Intelligent CSS Selector Extraction
Intelligent extraction via CSS selectors for precise response retrieval.
Key Components
Knowledge Graph
Complete project representation with nodes and relationships.
Prompting Engine
Dynamic prompt generation system with graph context adaptation.
Automatic Navigation
Browser automation for AI interface compatibility.
Snippet
Single display point for final results with validation and integration.
Final Integration
Seamless code integration into IDE via VS Code extension.
VS Code Extension
Extension bridging Liris application and development environment.
Liris Data Science
Objective
Generate realistic synthetic datasets. Configure contextual parameters, adapt data formatting, and provide statistical visualization of context combinations used.
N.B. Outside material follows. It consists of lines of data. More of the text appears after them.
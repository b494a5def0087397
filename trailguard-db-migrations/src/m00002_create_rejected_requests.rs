use sea_orm::Schema;
use sea_orm_migration::prelude::*;

pub mod rejected_request {
    use chrono::{DateTime, Utc};
    use sea_orm::entity::prelude::*;
    use uuid::Uuid;

    #[derive(Clone, Debug, PartialEq, Eq, DeriveEntityModel)]
    #[sea_orm(table_name = "rejected_requests")]
    pub struct Model {
        #[sea_orm(primary_key, auto_increment = false)]
        pub id: Uuid,
        pub address: String,
        pub status_code: i32,
        pub reason: String,
        pub subject: Option<String>,
        pub created_at: DateTime<Utc>,
    }

    #[derive(Copy, Clone, Debug, EnumIter, DeriveRelation)]
    pub enum Relation {}

    impl ActiveModelBehavior for ActiveModel {}
}

pub struct Migration;

impl MigrationName for Migration {
    fn name(&self) -> &str {
        "m00002_create_rejected_requests"
    }
}

#[async_trait::async_trait]
impl MigrationTrait for Migration {
    async fn up(&self, manager: &SchemaManager) -> Result<(), DbErr> {
        let builder = manager.get_database_backend();
        let schema = Schema::new(builder);

        manager
            .create_table(schema.create_table_from_entity(rejected_request::Entity))
            .await?;

        // Rolling window count per address
        manager
            .create_index(
                Index::create()
                    .table(rejected_request::Entity)
                    .name("idx_rejected_requests_address_created")
                    .col(Alias::new("address"))
                    .col(Alias::new("created_at"))
                    .to_owned(),
            )
            .await?;

        Ok(())
    }

    async fn down(&self, manager: &SchemaManager) -> Result<(), DbErr> {
        manager
            .drop_index(
                Index::drop()
                    .table(rejected_request::Entity)
                    .name("idx_rejected_requests_address_created")
                    .to_owned(),
            )
            .await?;

        manager
            .drop_table(Table::drop().table(rejected_request::Entity).to_owned())
            .await?;

        Ok(())
    }
}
User Journey for Dataset Generation
Define Strategy
In the Dataset Strategy tab, create and configure different context typologies.
Structure Taxonomy
For taxonomic contexts, define hierarchical structure (cluster > root label > parent > child).
Configure Generation
In the Dataset Generation tab, compose prompt with selected contexts, choose AI platform, output format, and number of batches.
Launch Generation
Click Generate to start the process.
Tab Descriptions
1. Dataset Strategy
Objective Define context typologies for a project.
Components
- Pie Chart Diagram showing context combination distribution
- Context Typology Management Add/modify/save hierarchical structures (cluster > root label > parent > child)
2. Dataset Generation
Objective Merge context typologies, send to AI, and retrieve result in a file.
Components
- Typology Combination Establish context combinations to generate batches
- Progress Visualization Visual indicator to track process status
- Prompt Editor Text area to compose prompt to send with context typologies
- Dataset Template Selection of predefined data formatting models
- Output Format Selection of final file format (CSV, JSON)
Liris Data Science Key Features
Custom Dataset Architect
Ability to create massive, ultra-specific datasets from purely theoretical scenarios.
Hierarchical Business Taxonomy
Enforce structure (Cluster > Label > Parent > Child) for AI generation, creating organized business taxonomies.
Statistical Steering
Visual tool (representativity pie chart) that analyzes generation strategy before launch, showing context combination distribution.
Industrial Batch Generation
Configuration allowing mixing of complex context combinations and producing them in series via batch processing.
Multi-Format Augmentation and Formatting Engine
Manages final formatting (CSV, JSON) via templates and can “augment” data from existing examples.
Dataset Configuration
Typologies
Definition of different context typologies to structure data according to business needs.
Combinations
Configuration of possible combinations between different typologies to create varied datasets.
Generation and Validation
Dynamic Prompt
Dynamic prompts that automatically adapt to selected contexts for optimal generation.
Distribution Visualization
Statistical visualization of context combinations used to analyze data distribution.
Dataset Download
Download of generated dataset in JSON/CSV formats according to usage needs.